**Problem statement**.
Give only a number in reply. It should be how many lines in the records contain the string "info".

Saved data entries
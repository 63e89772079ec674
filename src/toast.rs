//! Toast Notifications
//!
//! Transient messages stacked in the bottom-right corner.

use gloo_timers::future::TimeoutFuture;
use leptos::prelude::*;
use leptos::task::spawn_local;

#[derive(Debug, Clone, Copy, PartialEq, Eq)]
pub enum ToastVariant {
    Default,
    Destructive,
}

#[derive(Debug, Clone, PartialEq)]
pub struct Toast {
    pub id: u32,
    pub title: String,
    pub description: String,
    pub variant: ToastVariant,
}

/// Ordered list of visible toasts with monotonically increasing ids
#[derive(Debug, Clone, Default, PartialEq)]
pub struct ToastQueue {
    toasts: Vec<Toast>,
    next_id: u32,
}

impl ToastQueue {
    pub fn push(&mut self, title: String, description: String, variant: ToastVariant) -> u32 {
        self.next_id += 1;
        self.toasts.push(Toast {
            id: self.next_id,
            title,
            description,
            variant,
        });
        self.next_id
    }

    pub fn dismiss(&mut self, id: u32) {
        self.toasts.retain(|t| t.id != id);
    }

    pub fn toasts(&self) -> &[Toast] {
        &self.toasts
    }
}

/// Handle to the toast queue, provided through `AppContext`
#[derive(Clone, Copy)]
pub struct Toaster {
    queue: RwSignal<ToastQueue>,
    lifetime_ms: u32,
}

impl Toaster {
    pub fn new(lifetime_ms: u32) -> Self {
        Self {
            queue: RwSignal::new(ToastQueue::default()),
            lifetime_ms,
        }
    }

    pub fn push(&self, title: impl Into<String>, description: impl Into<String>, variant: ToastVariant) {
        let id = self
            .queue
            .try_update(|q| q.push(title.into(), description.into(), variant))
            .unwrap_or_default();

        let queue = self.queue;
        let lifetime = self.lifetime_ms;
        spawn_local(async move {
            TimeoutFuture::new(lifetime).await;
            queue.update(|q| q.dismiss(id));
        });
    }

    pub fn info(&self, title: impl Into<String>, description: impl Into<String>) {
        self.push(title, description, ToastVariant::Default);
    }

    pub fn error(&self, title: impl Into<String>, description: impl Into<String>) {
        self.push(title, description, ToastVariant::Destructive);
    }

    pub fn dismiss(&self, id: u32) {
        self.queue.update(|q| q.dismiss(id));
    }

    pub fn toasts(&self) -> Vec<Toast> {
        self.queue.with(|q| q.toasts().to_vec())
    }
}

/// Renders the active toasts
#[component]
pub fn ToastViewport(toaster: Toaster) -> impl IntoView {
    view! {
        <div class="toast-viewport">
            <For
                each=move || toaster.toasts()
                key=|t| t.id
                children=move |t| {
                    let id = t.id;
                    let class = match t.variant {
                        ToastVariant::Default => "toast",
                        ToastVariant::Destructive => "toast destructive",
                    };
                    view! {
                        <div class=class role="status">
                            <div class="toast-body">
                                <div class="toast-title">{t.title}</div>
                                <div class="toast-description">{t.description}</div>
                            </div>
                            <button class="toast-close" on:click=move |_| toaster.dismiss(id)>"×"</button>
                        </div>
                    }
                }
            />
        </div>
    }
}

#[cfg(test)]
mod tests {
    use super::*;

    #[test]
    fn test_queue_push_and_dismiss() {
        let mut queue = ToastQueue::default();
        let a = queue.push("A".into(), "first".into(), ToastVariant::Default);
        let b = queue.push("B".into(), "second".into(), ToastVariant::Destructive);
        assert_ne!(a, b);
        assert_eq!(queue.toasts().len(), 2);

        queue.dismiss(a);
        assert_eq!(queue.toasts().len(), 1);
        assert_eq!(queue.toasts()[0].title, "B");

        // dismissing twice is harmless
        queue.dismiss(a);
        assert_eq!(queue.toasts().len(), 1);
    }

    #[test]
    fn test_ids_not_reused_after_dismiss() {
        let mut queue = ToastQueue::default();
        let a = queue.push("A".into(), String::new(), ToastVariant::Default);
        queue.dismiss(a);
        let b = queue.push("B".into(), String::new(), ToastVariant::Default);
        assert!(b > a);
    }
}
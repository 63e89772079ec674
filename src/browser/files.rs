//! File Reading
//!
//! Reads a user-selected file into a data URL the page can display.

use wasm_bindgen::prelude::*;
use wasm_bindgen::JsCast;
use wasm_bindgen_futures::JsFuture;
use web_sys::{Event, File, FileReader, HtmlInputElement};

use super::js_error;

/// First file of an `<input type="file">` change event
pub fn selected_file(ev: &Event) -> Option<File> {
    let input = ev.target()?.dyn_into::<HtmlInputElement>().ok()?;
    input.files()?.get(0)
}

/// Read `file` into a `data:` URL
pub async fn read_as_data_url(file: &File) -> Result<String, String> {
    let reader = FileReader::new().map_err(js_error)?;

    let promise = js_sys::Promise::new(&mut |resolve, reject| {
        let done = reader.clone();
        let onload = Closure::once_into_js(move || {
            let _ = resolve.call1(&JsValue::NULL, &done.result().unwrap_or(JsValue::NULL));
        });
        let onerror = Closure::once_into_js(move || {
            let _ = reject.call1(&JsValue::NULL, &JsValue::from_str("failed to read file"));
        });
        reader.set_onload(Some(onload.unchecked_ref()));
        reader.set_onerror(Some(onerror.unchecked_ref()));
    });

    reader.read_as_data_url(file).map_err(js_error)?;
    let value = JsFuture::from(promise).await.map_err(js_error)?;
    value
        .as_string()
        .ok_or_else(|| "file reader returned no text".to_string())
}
---
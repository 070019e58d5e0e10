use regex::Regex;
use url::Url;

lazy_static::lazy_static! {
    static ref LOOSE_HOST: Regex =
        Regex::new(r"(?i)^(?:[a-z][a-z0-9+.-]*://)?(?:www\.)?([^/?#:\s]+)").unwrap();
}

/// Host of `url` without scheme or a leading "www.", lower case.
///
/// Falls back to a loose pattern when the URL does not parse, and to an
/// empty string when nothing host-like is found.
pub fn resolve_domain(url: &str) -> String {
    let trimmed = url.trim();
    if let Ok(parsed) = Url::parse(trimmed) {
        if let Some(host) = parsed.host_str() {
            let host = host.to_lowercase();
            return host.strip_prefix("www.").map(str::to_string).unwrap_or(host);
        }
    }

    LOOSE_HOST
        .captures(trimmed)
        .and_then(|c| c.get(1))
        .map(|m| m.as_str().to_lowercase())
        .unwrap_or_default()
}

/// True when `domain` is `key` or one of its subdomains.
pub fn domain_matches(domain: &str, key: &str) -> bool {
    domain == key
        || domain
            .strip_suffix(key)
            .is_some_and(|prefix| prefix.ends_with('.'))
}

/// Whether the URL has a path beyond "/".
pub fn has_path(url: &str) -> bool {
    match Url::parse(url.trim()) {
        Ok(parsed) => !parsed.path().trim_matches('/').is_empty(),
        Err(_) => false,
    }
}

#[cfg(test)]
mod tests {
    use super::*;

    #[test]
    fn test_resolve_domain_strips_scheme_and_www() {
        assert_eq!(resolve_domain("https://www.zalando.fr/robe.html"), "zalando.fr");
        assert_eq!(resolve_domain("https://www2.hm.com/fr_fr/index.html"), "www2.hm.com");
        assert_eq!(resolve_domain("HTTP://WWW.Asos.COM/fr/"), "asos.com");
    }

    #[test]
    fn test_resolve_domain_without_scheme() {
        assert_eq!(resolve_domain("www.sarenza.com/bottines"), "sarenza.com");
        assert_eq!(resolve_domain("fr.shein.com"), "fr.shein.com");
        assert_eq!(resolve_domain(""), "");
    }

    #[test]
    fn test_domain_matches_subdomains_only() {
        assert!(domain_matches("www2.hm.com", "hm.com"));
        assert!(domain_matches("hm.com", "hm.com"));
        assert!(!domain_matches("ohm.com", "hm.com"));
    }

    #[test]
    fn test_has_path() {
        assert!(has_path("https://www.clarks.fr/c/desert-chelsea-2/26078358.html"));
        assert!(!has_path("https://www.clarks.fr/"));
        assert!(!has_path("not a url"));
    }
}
...
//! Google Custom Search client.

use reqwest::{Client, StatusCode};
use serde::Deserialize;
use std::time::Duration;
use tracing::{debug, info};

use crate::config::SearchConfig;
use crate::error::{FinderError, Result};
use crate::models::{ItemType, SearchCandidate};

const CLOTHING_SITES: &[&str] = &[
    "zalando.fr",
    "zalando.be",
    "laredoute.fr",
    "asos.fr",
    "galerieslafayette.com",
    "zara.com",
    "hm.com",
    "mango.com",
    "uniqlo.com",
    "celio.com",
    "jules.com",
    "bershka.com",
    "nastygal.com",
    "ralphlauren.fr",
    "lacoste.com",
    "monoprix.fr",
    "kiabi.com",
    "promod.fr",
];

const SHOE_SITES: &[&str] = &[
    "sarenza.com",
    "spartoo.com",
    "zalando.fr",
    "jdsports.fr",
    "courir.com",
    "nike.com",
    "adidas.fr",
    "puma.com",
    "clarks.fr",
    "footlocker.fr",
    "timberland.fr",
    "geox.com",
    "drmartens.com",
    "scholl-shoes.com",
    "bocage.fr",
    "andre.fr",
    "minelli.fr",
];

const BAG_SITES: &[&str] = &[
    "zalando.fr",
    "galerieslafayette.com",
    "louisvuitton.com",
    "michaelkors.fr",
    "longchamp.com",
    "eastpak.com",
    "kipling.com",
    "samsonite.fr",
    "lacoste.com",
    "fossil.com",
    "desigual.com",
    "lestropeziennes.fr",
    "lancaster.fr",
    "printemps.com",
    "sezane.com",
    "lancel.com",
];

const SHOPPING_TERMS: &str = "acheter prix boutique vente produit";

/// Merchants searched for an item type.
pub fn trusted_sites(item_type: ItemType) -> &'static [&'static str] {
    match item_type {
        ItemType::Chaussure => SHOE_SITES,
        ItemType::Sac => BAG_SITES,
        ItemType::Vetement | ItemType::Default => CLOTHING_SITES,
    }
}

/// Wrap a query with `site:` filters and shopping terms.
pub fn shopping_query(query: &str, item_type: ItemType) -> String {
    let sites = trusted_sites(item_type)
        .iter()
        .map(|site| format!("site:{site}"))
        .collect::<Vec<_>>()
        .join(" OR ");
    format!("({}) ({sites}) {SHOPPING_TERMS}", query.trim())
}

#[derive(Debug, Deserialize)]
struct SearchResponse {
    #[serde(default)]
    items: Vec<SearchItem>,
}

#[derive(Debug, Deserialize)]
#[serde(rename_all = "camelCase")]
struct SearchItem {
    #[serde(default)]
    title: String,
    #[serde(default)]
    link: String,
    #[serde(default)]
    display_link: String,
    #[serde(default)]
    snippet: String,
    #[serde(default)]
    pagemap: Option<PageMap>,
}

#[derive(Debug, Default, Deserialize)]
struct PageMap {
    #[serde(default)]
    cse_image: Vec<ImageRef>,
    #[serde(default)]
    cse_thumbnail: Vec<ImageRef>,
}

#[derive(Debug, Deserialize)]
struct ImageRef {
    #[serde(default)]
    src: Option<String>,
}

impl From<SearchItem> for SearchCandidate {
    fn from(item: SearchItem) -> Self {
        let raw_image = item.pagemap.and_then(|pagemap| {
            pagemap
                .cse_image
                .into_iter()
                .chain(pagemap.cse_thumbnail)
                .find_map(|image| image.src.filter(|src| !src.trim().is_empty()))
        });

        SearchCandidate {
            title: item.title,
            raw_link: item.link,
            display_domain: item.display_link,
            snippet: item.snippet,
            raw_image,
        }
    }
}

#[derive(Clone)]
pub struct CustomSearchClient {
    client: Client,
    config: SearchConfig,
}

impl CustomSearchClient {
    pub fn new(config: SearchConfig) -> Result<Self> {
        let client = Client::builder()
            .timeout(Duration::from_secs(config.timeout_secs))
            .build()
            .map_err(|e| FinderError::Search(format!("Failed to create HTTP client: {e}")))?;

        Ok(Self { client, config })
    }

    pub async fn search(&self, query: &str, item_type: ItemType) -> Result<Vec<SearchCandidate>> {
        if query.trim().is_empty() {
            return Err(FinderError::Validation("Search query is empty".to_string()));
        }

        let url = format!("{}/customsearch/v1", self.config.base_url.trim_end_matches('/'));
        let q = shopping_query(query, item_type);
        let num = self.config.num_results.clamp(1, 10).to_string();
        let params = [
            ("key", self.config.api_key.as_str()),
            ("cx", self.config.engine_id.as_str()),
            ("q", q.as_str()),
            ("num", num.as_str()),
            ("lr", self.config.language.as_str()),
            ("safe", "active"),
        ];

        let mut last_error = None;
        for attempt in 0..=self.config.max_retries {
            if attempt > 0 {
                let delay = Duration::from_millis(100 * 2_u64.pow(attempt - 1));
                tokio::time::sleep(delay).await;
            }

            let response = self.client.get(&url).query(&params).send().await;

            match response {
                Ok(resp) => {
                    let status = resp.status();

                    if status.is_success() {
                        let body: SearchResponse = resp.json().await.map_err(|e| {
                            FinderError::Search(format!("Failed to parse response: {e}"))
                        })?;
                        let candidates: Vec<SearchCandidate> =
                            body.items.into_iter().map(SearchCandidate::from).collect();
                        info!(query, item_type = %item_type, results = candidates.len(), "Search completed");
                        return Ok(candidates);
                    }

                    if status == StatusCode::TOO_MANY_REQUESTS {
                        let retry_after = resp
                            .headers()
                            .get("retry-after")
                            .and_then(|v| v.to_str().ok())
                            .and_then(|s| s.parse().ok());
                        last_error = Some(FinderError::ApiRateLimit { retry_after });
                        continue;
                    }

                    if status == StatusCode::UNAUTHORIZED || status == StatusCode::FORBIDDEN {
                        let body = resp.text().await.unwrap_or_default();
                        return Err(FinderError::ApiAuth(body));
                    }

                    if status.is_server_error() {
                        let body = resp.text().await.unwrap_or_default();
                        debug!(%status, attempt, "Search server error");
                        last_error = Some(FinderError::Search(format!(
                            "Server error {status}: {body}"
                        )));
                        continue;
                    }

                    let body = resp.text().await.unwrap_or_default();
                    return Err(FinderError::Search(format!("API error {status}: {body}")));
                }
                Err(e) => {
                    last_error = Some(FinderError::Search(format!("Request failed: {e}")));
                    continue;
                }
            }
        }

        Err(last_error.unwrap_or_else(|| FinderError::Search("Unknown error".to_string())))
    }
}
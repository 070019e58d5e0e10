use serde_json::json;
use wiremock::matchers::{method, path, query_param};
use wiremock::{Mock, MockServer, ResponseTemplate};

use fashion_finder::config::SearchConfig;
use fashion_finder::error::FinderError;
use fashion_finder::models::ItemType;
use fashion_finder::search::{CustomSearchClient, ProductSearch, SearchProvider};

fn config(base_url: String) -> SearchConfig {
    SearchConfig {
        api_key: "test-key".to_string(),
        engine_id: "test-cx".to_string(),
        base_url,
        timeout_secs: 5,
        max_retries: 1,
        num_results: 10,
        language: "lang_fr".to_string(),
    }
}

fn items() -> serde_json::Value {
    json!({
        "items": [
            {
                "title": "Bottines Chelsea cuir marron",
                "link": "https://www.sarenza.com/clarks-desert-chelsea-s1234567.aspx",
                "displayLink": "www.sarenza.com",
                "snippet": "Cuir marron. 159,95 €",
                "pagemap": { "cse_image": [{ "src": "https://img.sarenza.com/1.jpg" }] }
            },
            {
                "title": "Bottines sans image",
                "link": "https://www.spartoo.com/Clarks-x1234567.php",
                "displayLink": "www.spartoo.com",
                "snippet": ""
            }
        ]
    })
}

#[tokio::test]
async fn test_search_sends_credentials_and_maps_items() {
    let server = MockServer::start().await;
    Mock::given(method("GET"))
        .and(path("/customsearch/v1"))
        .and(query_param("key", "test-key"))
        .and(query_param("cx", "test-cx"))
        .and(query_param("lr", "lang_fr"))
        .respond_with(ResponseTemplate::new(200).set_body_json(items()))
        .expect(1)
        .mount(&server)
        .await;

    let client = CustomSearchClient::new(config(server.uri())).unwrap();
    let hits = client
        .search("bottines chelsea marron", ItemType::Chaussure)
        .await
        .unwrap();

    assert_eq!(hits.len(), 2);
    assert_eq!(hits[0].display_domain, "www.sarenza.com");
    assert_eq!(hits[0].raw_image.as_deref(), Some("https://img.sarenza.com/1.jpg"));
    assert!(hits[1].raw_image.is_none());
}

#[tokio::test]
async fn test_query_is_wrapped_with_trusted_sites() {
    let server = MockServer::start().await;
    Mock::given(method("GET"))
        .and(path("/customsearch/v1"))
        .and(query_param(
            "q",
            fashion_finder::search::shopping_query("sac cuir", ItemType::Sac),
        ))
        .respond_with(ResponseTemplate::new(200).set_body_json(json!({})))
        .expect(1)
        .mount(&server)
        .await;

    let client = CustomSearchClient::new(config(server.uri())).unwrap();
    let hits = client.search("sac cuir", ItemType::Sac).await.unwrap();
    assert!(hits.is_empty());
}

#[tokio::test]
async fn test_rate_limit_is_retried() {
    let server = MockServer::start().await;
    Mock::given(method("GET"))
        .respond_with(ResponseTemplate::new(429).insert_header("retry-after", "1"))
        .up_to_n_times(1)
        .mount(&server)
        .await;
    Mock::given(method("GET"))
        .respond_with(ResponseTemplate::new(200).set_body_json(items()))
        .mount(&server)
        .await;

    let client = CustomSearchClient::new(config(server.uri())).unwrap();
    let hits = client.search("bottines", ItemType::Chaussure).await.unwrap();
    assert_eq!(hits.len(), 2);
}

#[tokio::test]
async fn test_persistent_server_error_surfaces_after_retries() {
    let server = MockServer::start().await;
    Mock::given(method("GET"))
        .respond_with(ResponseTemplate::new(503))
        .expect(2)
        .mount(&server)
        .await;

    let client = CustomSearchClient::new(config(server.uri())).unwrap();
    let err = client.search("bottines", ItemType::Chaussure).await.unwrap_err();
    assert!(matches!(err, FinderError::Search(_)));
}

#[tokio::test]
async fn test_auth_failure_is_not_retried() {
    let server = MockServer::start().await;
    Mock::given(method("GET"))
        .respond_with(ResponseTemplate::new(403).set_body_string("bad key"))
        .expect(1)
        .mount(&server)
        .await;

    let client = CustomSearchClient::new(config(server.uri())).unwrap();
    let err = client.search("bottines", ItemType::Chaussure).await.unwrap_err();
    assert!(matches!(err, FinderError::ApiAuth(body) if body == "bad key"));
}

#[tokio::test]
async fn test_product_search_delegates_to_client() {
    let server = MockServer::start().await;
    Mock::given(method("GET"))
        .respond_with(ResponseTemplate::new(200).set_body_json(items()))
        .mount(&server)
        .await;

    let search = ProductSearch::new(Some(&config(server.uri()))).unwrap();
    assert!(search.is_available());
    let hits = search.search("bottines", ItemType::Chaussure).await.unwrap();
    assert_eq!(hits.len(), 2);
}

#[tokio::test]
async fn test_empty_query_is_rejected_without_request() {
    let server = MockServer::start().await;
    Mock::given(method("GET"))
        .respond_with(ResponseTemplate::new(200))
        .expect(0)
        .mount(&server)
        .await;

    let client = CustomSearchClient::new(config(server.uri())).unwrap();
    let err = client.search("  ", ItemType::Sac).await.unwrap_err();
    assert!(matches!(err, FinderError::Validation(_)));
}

**Task solution**.
3